▸ YOUR INSTRUCTIONS: One number is the whole answer: how many lines of the records include "used".
__________
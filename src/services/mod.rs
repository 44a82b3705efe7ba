pub mod assignments;
pub mod auth;
pub mod clock;
pub mod events;
pub mod http;
pub mod projects;
pub mod rate_limit;
pub mod resources;
pub mod retry;
pub mod session;
pub mod submissions;
pub mod transport;
pub mod users;
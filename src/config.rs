use crate::models::error::AppError;
use crate::services::retry::RetryPolicy;
use reqwest::Url;

/// Configuration constants for the application
pub struct Config;

impl Config {
    /// Host used when no override is configured
    pub const DEFAULT_API_HOST: &'static str =
        "https://semillero-guia-backend-0fb6e19b1407.herokuapp.com";

    /// Environment variable overriding the API host
    pub const API_URL_ENV: &'static str = "SEMILLERO_API_URL";

    /// Path prefix shared by every endpoint
    pub const API_PREFIX: &'static str = "/api";

    /// Transport timeout in seconds
    pub const REQUEST_TIMEOUT_SECS: u64 = 30;

    /// Minimum spacing between the start of two requests (1 second)
    pub const MIN_REQUEST_DELAY_MS: u64 = 1_000;

    /// Window during which repeated throttling notices are suppressed (30 seconds)
    pub const THROTTLE_NOTICE_COOLDOWN_MS: u64 = 30_000;

    /// Retries after the first attempt when the server answers 429
    pub const MAX_RETRY_ATTEMPTS: u32 = 3;

    /// First backoff delay, doubled on every retry (2s, 4s, 8s)
    pub const RETRY_BASE_DELAY_MS: u64 = 2_000;

    /// Maximum number of files per upload
    pub const MAX_FILES: usize = 5;

    /// Maximum size of a single uploaded file (10 MiB)
    pub const MAX_FILE_SIZE: usize = 10 * 1024 * 1024;

    /// File extensions accepted for uploads
    pub const ALLOWED_EXTENSIONS: [&'static str; 11] = [
        "pdf", "doc", "docx", "txt", "zip", "rar", "jpg", "jpeg", "png", "mp4", "avi",
    ];

    /// Default page size for general listings
    pub const DEFAULT_PAGE_SIZE: u32 = 20;

    /// Default page size for "my ..." listings
    pub const MY_PAGE_SIZE: u32 = 10;

    /// Page size used when computing dashboard statistics
    pub const STATS_PAGE_SIZE: u32 = 100;

    /// Where the browser is sent when the session is no longer valid
    pub const LOGIN_PATH: &'static str = "/login";
}

// API CONFIGURATION
/// Configuration for the portal API client.
#[derive(Debug, Clone)]
pub struct ApiConfig {
    base_url: Url,
    timeout_secs: u64,
    min_request_delay_ms: u64,
    retry_policy: RetryPolicy,
}

impl ApiConfig {
    /// Creates a builder for constructing an `ApiConfig`.
    pub fn builder() -> ApiConfigBuilder {
        ApiConfigBuilder::default()
    }

    /// Builds the configuration from `SEMILLERO_API_URL`, falling back to the
    /// value baked in at compile time and then to the default host.
    pub fn from_env() -> Result<Self, AppError> {
        let mut builder = Self::builder();
        if let Some(host) = configured_host() {
            builder = builder.base_url(host);
        }
        builder.build()
    }

    /// Returns the API root, `/api` included.
    pub fn base_url(&self) -> &Url {
        &self.base_url
    }

    pub fn timeout_secs(&self) -> u64 {
        self.timeout_secs
    }

    pub fn min_request_delay_ms(&self) -> u64 {
        self.min_request_delay_ms
    }

    /// Policy applied to requests that do not carry their own.
    pub fn retry_policy(&self) -> RetryPolicy {
        self.retry_policy
    }
}

#[cfg(not(target_arch = "wasm32"))]
fn configured_host() -> Option<String> {
    std::env::var(Config::API_URL_ENV)
        .ok()
        .filter(|value| !value.trim().is_empty())
        .or_else(|| option_env!("SEMILLERO_API_URL").map(str::to_string))
}

#[cfg(target_arch = "wasm32")]
fn configured_host() -> Option<String> {
    option_env!("SEMILLERO_API_URL").map(str::to_string)
}

// API CONFIGURATION BUILDER
/// Builder for constructing an `ApiConfig` with custom settings.
#[derive(Debug, Default)]
pub struct ApiConfigBuilder {
    base_url: Option<String>,
    timeout_secs: Option<u64>,
    min_request_delay_ms: Option<u64>,
    retry_policy: Option<RetryPolicy>,
}

impl ApiConfigBuilder {
    /// Sets the API host (primarily for testing). A trailing `/api` is optional.
    pub fn base_url(mut self, url: impl Into<String>) -> Self {
        self.base_url = Some(url.into());
        self
    }

    /// Sets the transport timeout.
    pub fn timeout_secs(mut self, secs: u64) -> Self {
        self.timeout_secs = Some(secs);
        self
    }

    /// Sets the minimum spacing between requests.
    pub fn min_request_delay_ms(mut self, delay_ms: u64) -> Self {
        self.min_request_delay_ms = Some(delay_ms);
        self
    }

    /// Sets the default retry policy.
    pub fn retry_policy(mut self, policy: RetryPolicy) -> Self {
        self.retry_policy = Some(policy);
        self
    }

    /// Builds the `ApiConfig`.
    pub fn build(self) -> Result<ApiConfig, AppError> {
        let host = self
            .base_url
            .unwrap_or_else(|| Config::DEFAULT_API_HOST.to_string());
        Ok(ApiConfig {
            base_url: api_root(&host)?,
            timeout_secs: self.timeout_secs.unwrap_or(Config::REQUEST_TIMEOUT_SECS),
            min_request_delay_ms: self
                .min_request_delay_ms
                .unwrap_or(Config::MIN_REQUEST_DELAY_MS),
            retry_policy: self.retry_policy.unwrap_or_default(),
        })
    }
}

fn api_root(host: &str) -> Result<Url, AppError> {
    let trimmed = host.trim().trim_end_matches('/');
    let root = if trimmed.ends_with(Config::API_PREFIX) {
        trimmed.to_string()
    } else {
        format!("{trimmed}{}", Config::API_PREFIX)
    };

    let url = Url::parse(&root)
        .map_err(|e| AppError::ConfigError(format!("Invalid API URL '{host}': {e}")))?;
    if url.cannot_be_a_base() {
        return Err(AppError::ConfigError(format!(
            "API URL '{host}' cannot be used as a base"
        )));
    }
    Ok(url)
}

#[cfg(test)]
mod tests {
    use super::*;

    #[test]
    fn test_config_builder_defaults() {
        let config = ApiConfig::builder().build().unwrap();
        assert_eq!(
            config.base_url().as_str(),
            "https://semillero-guia-backend-0fb6e19b1407.herokuapp.com/api"
        );
        assert_eq!(config.timeout_secs(), 30);
        assert_eq!(config.min_request_delay_ms(), 1_000);
        assert_eq!(config.retry_policy(), RetryPolicy::default());
    }

    #[test]
    fn test_base_url_gets_api_prefix_once() {
        let plain = ApiConfig::builder()
            .base_url("http://localhost:5000/")
            .build()
            .unwrap();
        assert_eq!(plain.base_url().as_str(), "http://localhost:5000/api");

        let prefixed = ApiConfig::builder()
            .base_url("http://localhost:5000/api")
            .build()
            .unwrap();
        assert_eq!(prefixed.base_url().as_str(), "http://localhost:5000/api");
    }

    #[test]
    fn test_invalid_base_url() {
        let result = ApiConfig::builder().base_url("not a url").build();
        assert!(matches!(result, Err(AppError::ConfigError(_))));
    }

    #[test]
    fn test_custom_pacing() {
        let config = ApiConfig::builder()
            .min_request_delay_ms(250)
            .retry_policy(RetryPolicy::new(1, 100))
            .build()
            .unwrap();
        assert_eq!(config.min_request_delay_ms(), 250);
        assert_eq!(config.retry_policy().max_retries, 1);
        assert_eq!(config.retry_policy().base_delay_ms, 100);
    }

    #[test]
    fn test_allowed_extensions() {
        assert_eq!(Config::ALLOWED_EXTENSIONS.len(), 11);
        assert!(Config::ALLOWED_EXTENSIONS.contains(&"docx"));
        assert!(!Config::ALLOWED_EXTENSIONS.contains(&"exe"));
    }
}
use crate::config::Config;
use crate::models::{
    assignment::{Assignment, AssignmentFilters, AssignmentStats},
    envelope::{Payload, ResponseEnvelope},
    error::AppError,
};
use crate::services::http::HttpClient;
use crate::utils::validation::validate_object_id;
use serde::Serialize;
use std::sync::Arc;

const ASSIGNMENTS_KEYS: &[&str] = &["assignments", "data"];
const ASSIGNMENT_KEYS: &[&str] = &["assignment", "data"];

#[derive(Debug, Clone)]
pub struct AssignmentService {
    http: Arc<HttpClient>,
}

impl AssignmentService {
    pub fn new(http: Arc<HttpClient>) -> Self {
        Self { http }
    }

    /// Assignments of the signed-in user. Never fails: an unreachable
    /// listing shows as an empty first page.
    pub async fn my_assignments(
        &self,
        filters: &AssignmentFilters,
    ) -> Result<ResponseEnvelope<Vec<Assignment>>, AppError> {
        let query = filters.to_query(Config::MY_PAGE_SIZE);
        let result = self.fetch_mine(query).await;
        Ok(ResponseEnvelope::or_empty(
            result,
            ASSIGNMENTS_KEYS,
            "Failed to load assignments",
        ))
    }

    pub async fn get_assignment(&self, id: &str) -> Result<ResponseEnvelope<Assignment>, AppError> {
        validate_object_id(id, "assignment")?;
        let result = self.http.get(&format!("/assignments/{id}"), &[]).await;
        Ok(ResponseEnvelope::from_result(
            result,
            ASSIGNMENT_KEYS,
            "Failed to load assignment",
        ))
    }

    pub async fn list_assignments(
        &self,
        filters: &AssignmentFilters,
    ) -> Result<ResponseEnvelope<Vec<Assignment>>, AppError> {
        let query = filters.to_query(Config::DEFAULT_PAGE_SIZE);
        let result = self.http.get("/assignments", &query).await;
        Ok(ResponseEnvelope::from_listing(
            result,
            ASSIGNMENTS_KEYS,
            "Failed to load assignments",
        ))
    }

    pub async fn create_assignment<B: Serialize + ?Sized>(
        &self,
        assignment: &B,
    ) -> Result<ResponseEnvelope<Assignment>, AppError> {
        let result = self.http.post("/assignments", assignment).await;
        Ok(ResponseEnvelope::from_result(
            result,
            ASSIGNMENT_KEYS,
            "Failed to create assignment",
        ))
    }

    pub async fn update_assignment<B: Serialize + ?Sized>(
        &self,
        id: &str,
        changes: &B,
    ) -> Result<ResponseEnvelope<Assignment>, AppError> {
        validate_object_id(id, "assignment")?;
        let result = self.http.put(&format!("/assignments/{id}"), changes).await;
        Ok(ResponseEnvelope::from_result(
            result,
            ASSIGNMENT_KEYS,
            "Failed to update assignment",
        ))
    }

    pub async fn delete_assignment(&self, id: &str) -> Result<ResponseEnvelope<()>, AppError> {
        validate_object_id(id, "assignment")?;
        let result = self.http.delete(&format!("/assignments/{id}")).await;
        Ok(ResponseEnvelope::acknowledge(
            result,
            "Assignment deleted",
            "Failed to delete assignment",
        ))
    }

    /// Dashboard counters. Falls back to the general listing, then to zeros.
    pub async fn assignment_stats(&self) -> Result<ResponseEnvelope<AssignmentStats>, AppError> {
        let limit = [("limit".to_string(), Config::STATS_PAGE_SIZE.to_string())];

        let mine = self.http.get("/assignments/my", &limit).await;
        if let Some(stats) = stats_from(mine) {
            return Ok(ResponseEnvelope::ok(stats));
        }

        tracing::warn!("Assignment statistics unavailable, using the general listing");
        let all = self.http.get("/assignments", &limit).await;
        if let Some(stats) = stats_from(all) {
            return Ok(ResponseEnvelope::ok(stats));
        }

        tracing::warn!("Fallback statistics failed, reporting zeros");
        Ok(ResponseEnvelope::ok(AssignmentStats::default()))
    }

    async fn fetch_mine(&self, mut query: Vec<(String, String)>) -> Result<Payload, AppError> {
        let mine = self.http.get("/assignments/my", &query).await;
        match mine {
            Err(e) => {
                tracing::warn!(error = %e, "Trying fallback for my assignments");
                query.push(("my".to_string(), "true".to_string()));
                self.http.get("/assignments", &query).await
            }
            ok => ok,
        }
    }
}

fn stats_from(result: Result<Payload, AppError>) -> Option<AssignmentStats> {
    let payload = result.ok().filter(Payload::is_success)?;
    let assignments: Vec<Assignment> = payload
        .extract_items(ASSIGNMENTS_KEYS)
        .ok()
        .flatten()
        .unwrap_or_default();
    Some(AssignmentStats::from_assignments(&assignments))
}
__________
▸ YOUR SOLUTION: 3